• [Exercise goal]:
Check each line of the data below for the string "query", then state how many have it and nothing else.

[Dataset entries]
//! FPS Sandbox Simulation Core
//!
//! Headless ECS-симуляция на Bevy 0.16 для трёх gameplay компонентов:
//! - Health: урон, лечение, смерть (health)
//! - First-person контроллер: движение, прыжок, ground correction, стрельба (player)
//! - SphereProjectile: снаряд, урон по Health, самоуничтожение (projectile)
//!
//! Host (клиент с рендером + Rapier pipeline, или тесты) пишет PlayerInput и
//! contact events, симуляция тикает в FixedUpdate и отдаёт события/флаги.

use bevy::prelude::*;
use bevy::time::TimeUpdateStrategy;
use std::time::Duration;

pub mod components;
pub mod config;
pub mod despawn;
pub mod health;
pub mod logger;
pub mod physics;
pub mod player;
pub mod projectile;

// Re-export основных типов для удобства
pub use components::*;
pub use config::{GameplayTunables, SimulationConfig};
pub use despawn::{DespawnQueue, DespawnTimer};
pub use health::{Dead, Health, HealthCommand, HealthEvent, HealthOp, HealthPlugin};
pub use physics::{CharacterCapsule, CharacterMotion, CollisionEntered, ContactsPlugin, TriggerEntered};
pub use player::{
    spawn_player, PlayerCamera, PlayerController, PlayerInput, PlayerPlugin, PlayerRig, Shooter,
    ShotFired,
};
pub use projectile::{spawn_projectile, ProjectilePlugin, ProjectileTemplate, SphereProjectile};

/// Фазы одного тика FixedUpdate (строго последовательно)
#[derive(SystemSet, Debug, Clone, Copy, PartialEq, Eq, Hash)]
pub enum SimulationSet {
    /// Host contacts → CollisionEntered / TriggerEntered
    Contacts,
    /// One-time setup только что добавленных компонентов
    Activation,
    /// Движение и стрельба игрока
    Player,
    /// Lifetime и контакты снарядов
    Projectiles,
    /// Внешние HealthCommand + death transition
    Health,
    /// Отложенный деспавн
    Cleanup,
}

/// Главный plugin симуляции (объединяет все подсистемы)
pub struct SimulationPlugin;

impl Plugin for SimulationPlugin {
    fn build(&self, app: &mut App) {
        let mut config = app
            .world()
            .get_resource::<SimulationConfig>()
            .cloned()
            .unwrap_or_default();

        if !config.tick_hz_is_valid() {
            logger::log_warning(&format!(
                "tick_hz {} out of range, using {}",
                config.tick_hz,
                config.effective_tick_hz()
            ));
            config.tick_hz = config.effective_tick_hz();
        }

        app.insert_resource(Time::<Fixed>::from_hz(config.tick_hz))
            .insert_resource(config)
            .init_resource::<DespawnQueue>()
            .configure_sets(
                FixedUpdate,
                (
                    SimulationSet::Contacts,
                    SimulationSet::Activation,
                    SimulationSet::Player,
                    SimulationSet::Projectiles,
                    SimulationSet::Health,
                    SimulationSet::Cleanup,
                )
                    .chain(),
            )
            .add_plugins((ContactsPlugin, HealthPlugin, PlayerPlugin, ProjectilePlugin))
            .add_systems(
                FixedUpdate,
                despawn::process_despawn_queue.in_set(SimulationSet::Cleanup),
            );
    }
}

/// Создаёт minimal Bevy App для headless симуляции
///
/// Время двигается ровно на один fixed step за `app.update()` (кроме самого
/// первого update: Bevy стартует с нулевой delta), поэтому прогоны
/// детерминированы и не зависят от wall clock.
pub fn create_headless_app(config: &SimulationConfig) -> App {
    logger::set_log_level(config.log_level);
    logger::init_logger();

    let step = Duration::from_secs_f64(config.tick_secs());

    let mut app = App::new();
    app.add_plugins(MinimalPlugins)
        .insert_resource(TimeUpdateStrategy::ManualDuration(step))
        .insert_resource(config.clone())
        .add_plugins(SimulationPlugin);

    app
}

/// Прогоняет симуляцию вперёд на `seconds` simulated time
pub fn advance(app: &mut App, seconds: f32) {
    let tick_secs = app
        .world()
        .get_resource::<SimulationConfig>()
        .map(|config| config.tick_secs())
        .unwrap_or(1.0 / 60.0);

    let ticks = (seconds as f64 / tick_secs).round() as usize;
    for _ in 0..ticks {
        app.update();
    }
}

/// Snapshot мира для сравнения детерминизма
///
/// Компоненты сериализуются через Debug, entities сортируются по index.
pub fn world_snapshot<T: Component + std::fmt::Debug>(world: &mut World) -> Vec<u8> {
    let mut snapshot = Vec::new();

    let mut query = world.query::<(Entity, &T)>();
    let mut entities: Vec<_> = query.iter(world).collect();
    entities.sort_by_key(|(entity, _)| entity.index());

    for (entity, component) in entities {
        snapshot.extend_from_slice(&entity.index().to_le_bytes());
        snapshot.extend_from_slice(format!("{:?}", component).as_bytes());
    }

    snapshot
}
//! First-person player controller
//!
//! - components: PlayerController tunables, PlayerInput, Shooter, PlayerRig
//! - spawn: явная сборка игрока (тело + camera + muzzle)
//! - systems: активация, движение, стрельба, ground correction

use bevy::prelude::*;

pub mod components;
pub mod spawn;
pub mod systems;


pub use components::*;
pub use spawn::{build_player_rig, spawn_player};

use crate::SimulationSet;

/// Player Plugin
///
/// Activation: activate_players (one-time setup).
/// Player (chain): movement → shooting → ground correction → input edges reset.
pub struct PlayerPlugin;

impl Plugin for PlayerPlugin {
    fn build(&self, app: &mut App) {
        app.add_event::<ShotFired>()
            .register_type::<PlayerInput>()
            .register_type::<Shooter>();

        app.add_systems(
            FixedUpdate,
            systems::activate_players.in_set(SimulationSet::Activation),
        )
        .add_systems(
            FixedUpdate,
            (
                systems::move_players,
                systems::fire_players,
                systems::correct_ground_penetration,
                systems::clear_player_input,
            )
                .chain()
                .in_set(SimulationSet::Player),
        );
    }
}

---

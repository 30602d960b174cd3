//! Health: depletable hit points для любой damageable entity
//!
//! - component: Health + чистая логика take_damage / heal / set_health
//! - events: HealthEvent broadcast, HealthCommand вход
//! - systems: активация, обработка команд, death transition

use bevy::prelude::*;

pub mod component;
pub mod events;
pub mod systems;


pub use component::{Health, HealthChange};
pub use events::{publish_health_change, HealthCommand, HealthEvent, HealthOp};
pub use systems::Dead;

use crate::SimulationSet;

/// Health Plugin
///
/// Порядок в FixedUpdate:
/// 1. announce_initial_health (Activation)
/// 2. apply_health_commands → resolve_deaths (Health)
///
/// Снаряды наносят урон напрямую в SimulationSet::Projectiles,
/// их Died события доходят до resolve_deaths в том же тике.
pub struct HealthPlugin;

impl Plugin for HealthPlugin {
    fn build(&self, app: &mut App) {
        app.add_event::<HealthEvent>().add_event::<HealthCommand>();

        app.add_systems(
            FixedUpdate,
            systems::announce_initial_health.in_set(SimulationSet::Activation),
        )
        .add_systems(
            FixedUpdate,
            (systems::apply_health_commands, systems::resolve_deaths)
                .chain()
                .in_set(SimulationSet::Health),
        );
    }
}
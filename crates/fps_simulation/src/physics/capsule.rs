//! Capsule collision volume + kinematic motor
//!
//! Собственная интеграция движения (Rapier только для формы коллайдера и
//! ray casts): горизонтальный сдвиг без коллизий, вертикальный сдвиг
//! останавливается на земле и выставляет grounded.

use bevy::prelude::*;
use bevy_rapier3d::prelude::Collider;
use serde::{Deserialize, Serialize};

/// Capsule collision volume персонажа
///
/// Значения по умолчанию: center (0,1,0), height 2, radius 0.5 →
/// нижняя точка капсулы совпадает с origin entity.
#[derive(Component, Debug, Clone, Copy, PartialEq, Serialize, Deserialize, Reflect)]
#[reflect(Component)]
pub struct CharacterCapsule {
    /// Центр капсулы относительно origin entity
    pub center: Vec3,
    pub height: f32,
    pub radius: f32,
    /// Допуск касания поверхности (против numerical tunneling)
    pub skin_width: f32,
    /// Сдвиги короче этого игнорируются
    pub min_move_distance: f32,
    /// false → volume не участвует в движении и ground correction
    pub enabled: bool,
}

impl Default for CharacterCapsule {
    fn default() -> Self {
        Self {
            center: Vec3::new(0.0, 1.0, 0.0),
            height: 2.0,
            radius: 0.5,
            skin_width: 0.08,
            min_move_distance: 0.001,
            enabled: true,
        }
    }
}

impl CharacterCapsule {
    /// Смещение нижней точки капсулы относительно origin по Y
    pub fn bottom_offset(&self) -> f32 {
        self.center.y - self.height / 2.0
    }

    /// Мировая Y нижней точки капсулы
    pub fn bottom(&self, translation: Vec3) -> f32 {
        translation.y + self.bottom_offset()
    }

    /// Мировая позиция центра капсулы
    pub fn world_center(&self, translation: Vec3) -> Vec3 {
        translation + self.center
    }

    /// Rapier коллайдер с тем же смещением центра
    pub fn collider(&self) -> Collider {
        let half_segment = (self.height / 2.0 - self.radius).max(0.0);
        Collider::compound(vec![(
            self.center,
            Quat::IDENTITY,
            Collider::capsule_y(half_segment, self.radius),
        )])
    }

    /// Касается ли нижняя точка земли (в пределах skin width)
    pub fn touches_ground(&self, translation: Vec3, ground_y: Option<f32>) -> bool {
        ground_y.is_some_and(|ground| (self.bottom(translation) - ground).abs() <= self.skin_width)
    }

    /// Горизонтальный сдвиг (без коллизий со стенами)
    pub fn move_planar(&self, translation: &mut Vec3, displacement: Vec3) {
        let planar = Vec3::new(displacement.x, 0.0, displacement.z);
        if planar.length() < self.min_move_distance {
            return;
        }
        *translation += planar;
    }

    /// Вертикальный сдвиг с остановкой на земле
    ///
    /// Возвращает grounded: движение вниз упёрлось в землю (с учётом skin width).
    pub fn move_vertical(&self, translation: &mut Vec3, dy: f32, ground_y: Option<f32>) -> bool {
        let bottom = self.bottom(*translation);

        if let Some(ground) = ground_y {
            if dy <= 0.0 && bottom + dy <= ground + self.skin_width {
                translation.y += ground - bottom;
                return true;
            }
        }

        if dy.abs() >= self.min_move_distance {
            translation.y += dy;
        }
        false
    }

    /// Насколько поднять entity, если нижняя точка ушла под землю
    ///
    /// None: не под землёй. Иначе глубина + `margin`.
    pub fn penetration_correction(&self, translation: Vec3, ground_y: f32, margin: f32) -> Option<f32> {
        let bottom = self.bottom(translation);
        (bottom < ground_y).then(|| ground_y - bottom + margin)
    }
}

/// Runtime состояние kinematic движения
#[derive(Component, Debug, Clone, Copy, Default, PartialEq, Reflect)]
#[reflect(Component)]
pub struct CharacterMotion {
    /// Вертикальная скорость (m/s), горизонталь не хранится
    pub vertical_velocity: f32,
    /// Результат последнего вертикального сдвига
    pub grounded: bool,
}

* * *

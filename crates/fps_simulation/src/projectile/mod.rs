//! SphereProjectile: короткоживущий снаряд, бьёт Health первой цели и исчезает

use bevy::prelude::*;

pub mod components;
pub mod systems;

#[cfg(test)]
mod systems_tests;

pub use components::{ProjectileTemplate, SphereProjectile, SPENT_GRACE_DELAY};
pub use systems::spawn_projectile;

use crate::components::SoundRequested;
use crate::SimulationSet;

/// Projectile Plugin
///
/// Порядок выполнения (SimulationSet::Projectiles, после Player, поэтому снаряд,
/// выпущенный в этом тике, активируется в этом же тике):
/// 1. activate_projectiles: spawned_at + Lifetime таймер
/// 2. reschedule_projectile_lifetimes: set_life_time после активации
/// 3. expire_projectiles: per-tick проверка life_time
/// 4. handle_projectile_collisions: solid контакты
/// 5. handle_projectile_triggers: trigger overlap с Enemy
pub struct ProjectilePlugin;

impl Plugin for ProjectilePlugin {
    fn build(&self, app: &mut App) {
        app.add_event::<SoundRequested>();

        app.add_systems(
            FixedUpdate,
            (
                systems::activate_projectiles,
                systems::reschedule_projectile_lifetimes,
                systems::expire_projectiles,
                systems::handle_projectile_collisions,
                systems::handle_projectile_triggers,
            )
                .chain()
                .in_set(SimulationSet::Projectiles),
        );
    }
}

• [Final answer]:
2